▶ **TASK BRIEF**
Scan the lines below; pull out those with "EdgeThresholds".

DATA below:

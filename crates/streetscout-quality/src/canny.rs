//! Canny-style binary edge mask.
//!
//! Sobel gradients → L1 magnitude → non-maximum suppression along the
//! quantized gradient direction → double-threshold hysteresis with
//! 8-connectivity. The outermost 1-pixel frame is never marked.

use crate::gradient::Gradients;
use crate::params::EdgeThresholds;

const TAN_22_5_DEG: f32 = 0.414_213_57;

/// Binary edge map, row-major.
#[derive(Clone, Debug)]
pub struct EdgeMask {
    pub width: usize,
    pub height: usize,
    pub data: Vec<bool>,
}

impl EdgeMask {
    #[inline]
    pub fn get(&self, x: usize, y: usize) -> bool {
        self.data[y * self.width + x]
    }

    /// Fraction of edge pixels among rows `y0..y1`. Empty bands give 0.
    pub fn row_band_density(&self, y0: usize, y1: usize) -> f32 {
        let y1 = y1.min(self.height);
        if y0 >= y1 || self.width == 0 {
            return 0.0;
        }
        let band = &self.data[y0 * self.width..y1 * self.width];
        let count = band.iter().filter(|&&e| e).count();
        count as f32 / band.len() as f32
    }

    pub fn count(&self) -> usize {
        self.data.iter().filter(|&&e| e).count()
    }
}

/// Thin ridges of `mag` along the quantized gradient direction.
///
/// Horizontal and vertical directions keep a pixel that beats the neighbour
/// behind it and is not beaten by the one ahead, so exactly one pixel of a
/// two-pixel Sobel plateau survives. Diagonal directions require a strict
/// maximum over both neighbours, as OpenCV's Canny does.
fn non_max_suppress(grad: &Gradients, mag: &[f32], low: f32) -> Vec<f32> {
    let (w, h) = (grad.width, grad.height);
    let mut out = vec![0.0f32; w * h];
    if w < 3 || h < 3 {
        return out;
    }
    for y in 1..h - 1 {
        for x in 1..w - 1 {
            let idx = y * w + x;
            let m = mag[idx];
            if m <= low {
                continue;
            }
            let gx = grad.gx[idx];
            let gy = grad.gy[idx];
            let (ax, ay) = (gx.abs(), gy.abs());
            let same_sign = (gx >= 0.0) == (gy >= 0.0);

            let (behind, ahead, diagonal) = if ay <= ax * TAN_22_5_DEG {
                (idx - 1, idx + 1, false)
            } else if ax <= ay * TAN_22_5_DEG {
                (idx - w, idx + w, false)
            } else if same_sign {
                (idx - w - 1, idx + w + 1, true)
            } else {
                (idx - w + 1, idx + w - 1, true)
            };

            let beats_ahead = if diagonal {
                m > mag[ahead]
            } else {
                m >= mag[ahead]
            };
            if m > mag[behind] && beats_ahead {
                out[idx] = m;
            }
        }
    }
    out
}

/// Promote suppressed responses above `high` to edges and grow them through
/// 8-connected responses above `low`.
fn hysteresis(thin: &[f32], w: usize, h: usize, t: &EdgeThresholds) -> Vec<bool> {
    let mut edges = vec![false; w * h];
    let mut stack: Vec<usize> = thin
        .iter()
        .enumerate()
        .filter(|(_, &m)| m > t.high)
        .map(|(i, _)| i)
        .collect();
    for &i in &stack {
        edges[i] = true;
    }

    while let Some(idx) = stack.pop() {
        let (x, y) = (idx % w, idx / w);
        for dy in -1isize..=1 {
            for dx in -1isize..=1 {
                if dx == 0 && dy == 0 {
                    continue;
                }
                let nx = x as isize + dx;
                let ny = y as isize + dy;
                if nx < 0 || ny < 0 || nx >= w as isize || ny >= h as isize {
                    continue;
                }
                let n = ny as usize * w + nx as usize;
                if !edges[n] && thin[n] > t.low {
                    edges[n] = true;
                    stack.push(n);
                }
            }
        }
    }
    edges
}

/// Detect edges from precomputed gradients.
pub fn canny_edges(grad: &Gradients, thresholds: &EdgeThresholds) -> EdgeMask {
    let mag = grad.l1_magnitude();
    let thin = non_max_suppress(grad, &mag, thresholds.low);
    let data = hysteresis(&thin, grad.width, grad.height, thresholds);
    EdgeMask {
        width: grad.width,
        height: grad.height,
        data,
    }
}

End of DATA.

▶ **SOLUTION TO THE EXERCISE**
use crate::params::EdgeThresholds;
fn hysteresis(thin: &[f32], w: usize, h: usize, t: &EdgeThresholds) -> Vec<bool> {
pub fn canny_edges(grad: &Gradients, thresholds: &EdgeThresholds) -> EdgeMask {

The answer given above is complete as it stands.